- CD single cover

Single by Things of Stone and Wood

from the album The Yearning
- Released: November 1992
- Length: 3:53
- Label: Capitol
- Songwriter: Greg Arnold
- Producer: James Black

Things of Stone and Wood singles chronology
| "Share This Wine" (1992) | "Happy Birthday Helen" (1992) | "Rock This Boat" (1993) |

= Happy Birthday Helen =

"Happy Birthday Helen" is a song written by Greg Arnold and recorded by Australian folk-rock band Things of Stone and Wood.

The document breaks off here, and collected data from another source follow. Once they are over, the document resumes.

//! Generator configuration.
//!
//! [`Options`] is the partial, user-facing record (TOML file or CLI flags);
//! [`Config`] is the resolved, immutable record every pass reads from.

use anyhow::{Context, Result};
use serde::{Deserialize, Serialize};
use std::collections::BTreeSet;
use std::fs;
use std::path::{Path, PathBuf};

pub const CONFIG_FILE_NAME: &str = "pinia-autorefs.toml";

pub const DEFAULT_STORE_DIR: &str = "src/store";
pub const DEFAULT_EXCLUDES: &[&str] = &["index"];
pub const DEFAULT_OUTPUT_FILE: &str = "src/helper/pinia-auto-refs.ts";
pub const DEFAULT_EXTENSION: &str = "ts";
pub const DEFAULT_ALIAS_FROM: &str = "src";
pub const DEFAULT_ALIAS_TO: &str = "@";

/// How discovered module names are ordered in the artifact.
#[derive(Debug, Clone, Copy, Default, PartialEq, Eq, Serialize, Deserialize)]
#[serde(rename_all = "lowercase")]
pub enum DiscoveryOrder {
    /// Whatever order the directory listing returns.
    #[default]
    Listing,
    /// Byte-wise sorted, reproducible across filesystems.
    Sorted,
}

/// Literal substitution applied to `store_dir` to build import paths.
#[derive(Debug, Clone, PartialEq, Eq, Serialize, Deserialize)]
pub struct AliasRule {
    pub from: String,
    pub to: String,
}

impl Default for AliasRule {
    fn default() -> Self {
        Self {
            from: DEFAULT_ALIAS_FROM.to_string(),
            to: DEFAULT_ALIAS_TO.to_string(),
        }
    }
}

impl AliasRule {
    /// Replace the first literal occurrence of `from`. No path semantics:
    /// `app/src/store` becomes `app/@/store`, `lib/store` is left alone.
    pub fn apply(&self, path: &str) -> String {
        if self.from.is_empty() {
            return path.to_string();
        }
        path.replacen(&self.from, &self.to, 1)
    }
}

#[derive(Debug, Clone, Default, PartialEq, Serialize, Deserialize)]
#[serde(default, deny_unknown_fields)]
pub struct Options {
    #[serde(alias = "storeDir", skip_serializing_if = "Option::is_none")]
    pub store_dir: Option<String>,
    #[serde(skip_serializing_if = "Option::is_none")]
    pub excludes: Option<Vec<String>>,
    #[serde(alias = "outputFile", skip_serializing_if = "Option::is_none")]
    pub output_file: Option<String>,
    #[serde(skip_serializing_if = "Option::is_none")]
    pub extension: Option<String>,
    #[serde(skip_serializing_if = "Option::is_none")]
    pub alias: Option<AliasRule>,
    #[serde(skip_serializing_if = "Option::is_none")]
    pub order: Option<DiscoveryOrder>,
}

impl Options {
    /// Shallow merge: every field set in `over` replaces ours.
    pub fn merge(self, over: Options) -> Options {
        Options {
            store_dir: over.store_dir.or(self.store_dir),
            excludes: over.excludes.or(self.excludes),
            output_file: over.output_file.or(self.output_file),
            extension: over.extension.or(self.extension),
            alias: over.alias.or(self.alias),
            order: over.order.or(self.order),
        }
    }

    pub fn load(path: &Path) -> Result<Options> {
        let contents = fs::read_to_string(path)
            .with_context(|| format!("Failed to read config file: {}", path.display()))?;
        toml::from_str(&contents)
            .with_context(|| format!("Failed to parse config file: {}", path.display()))
    }

    /// Load `<root>/pinia-autorefs.toml`, or defaults when it does not exist.
    pub fn load_or_default(root: &Path) -> Result<Options> {
        let path = root.join(CONFIG_FILE_NAME);
        if !path.exists() {
            tracing::debug!("No config file at {}, using defaults", path.display());
            return Ok(Options::default());
        }
        Options::load(&path)
    }
}

#[derive(Debug, Clone, PartialEq)]
pub struct Config {
    /// Base path every relative path is resolved against.
    pub root: PathBuf,
    pub store_dir: String,
    pub excludes: BTreeSet<String>,
    pub output_file: String,
    pub extension: String,
    pub alias: AliasRule,
    pub order: DiscoveryOrder,
}

impl Config {
    pub fn resolve(root: impl Into<PathBuf>, options: Options) -> Config {
        let excludes = options
            .excludes
            .unwrap_or_else(|| DEFAULT_EXCLUDES.iter().map(|s| s.to_string()).collect());

        Config {
            root: root.into(),
            store_dir: options
                .store_dir
                .unwrap_or_else(|| DEFAULT_STORE_DIR.to_string()),
            excludes: excludes.into_iter().collect(),
            output_file: options
                .output_file
                .unwrap_or_else(|| DEFAULT_OUTPUT_FILE.to_string()),
            extension: options
                .extension
                .map(|e| e.trim_start_matches('.').to_string())
                .unwrap_or_else(|| DEFAULT_EXTENSION.to_string()),
            alias: options.alias.unwrap_or_default(),
            order: options.order.unwrap_or_default(),
        }
    }

    pub fn store_path(&self) -> PathBuf {
        self.root.join(&self.store_dir)
    }

    pub fn output_path(&self) -> PathBuf {
        self.root.join(&self.output_file)
    }

    pub fn output_dir(&self) -> PathBuf {
        self.output_path()
            .parent()
            .map(Path::to_path_buf)
            .unwrap_or_else(|| self.root.clone())
    }

    /// Prefix of every generated import path, e.g. `@/store`.
    pub fn import_base(&self) -> String {
        self.alias.apply(&self.store_dir)
    }

    /// Whether a changed path should trigger regeneration. Purely lexical.
    pub fn is_store_change(&self, changed: &Path) -> bool {
        changed.to_string_lossy().contains(self.store_dir.as_str())
    }
}

impl Default for Config {
    fn default() -> Self {
        Config::resolve(".", Options::default())
    }
}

The song was released in November 1992 as the second single from the band's debut studio album The Yearning. "Happy Birthday Helen" peaked at number 9 on the ARIA Charts in February 1993.

The song was parodied on The Late Show as "We've Just Run Out of Melbourne Cliches".

==Track listing==

Australian CD Single
| No. | Title | Length |
|---|---|---|
| 1. | "Happy Birthday Helen" | 3:53 |
| 2. | "Hand Grenade" | 4:19 |
| 3. | "She Will Survive" | 3:23 |
| 4. | "Call Out My Name" | 4:34 |
| 5. | "My Prayer" | 4:36 |

==Charts==
===Weekly charts===

Weekly chart performance for "Happy Birthday Helen"
| Chart (1992–1993) | Peak position |
|---|---|
| Australia (ARIA) | 9 |

===Year-end charts===

Year-end chart performance for "Happy Birthday Helen"
| Chart (1993) | Position |
|---|---|
| Australia (ARIA) | 68 |

==Certifications==

Certifications for "Happy Birthday Helen"
| Region | Certification | Certified units/sales |
| Australia (ARIA) | Gold | 35,000^{^} |
^{^} Shipments figures based on certification alone.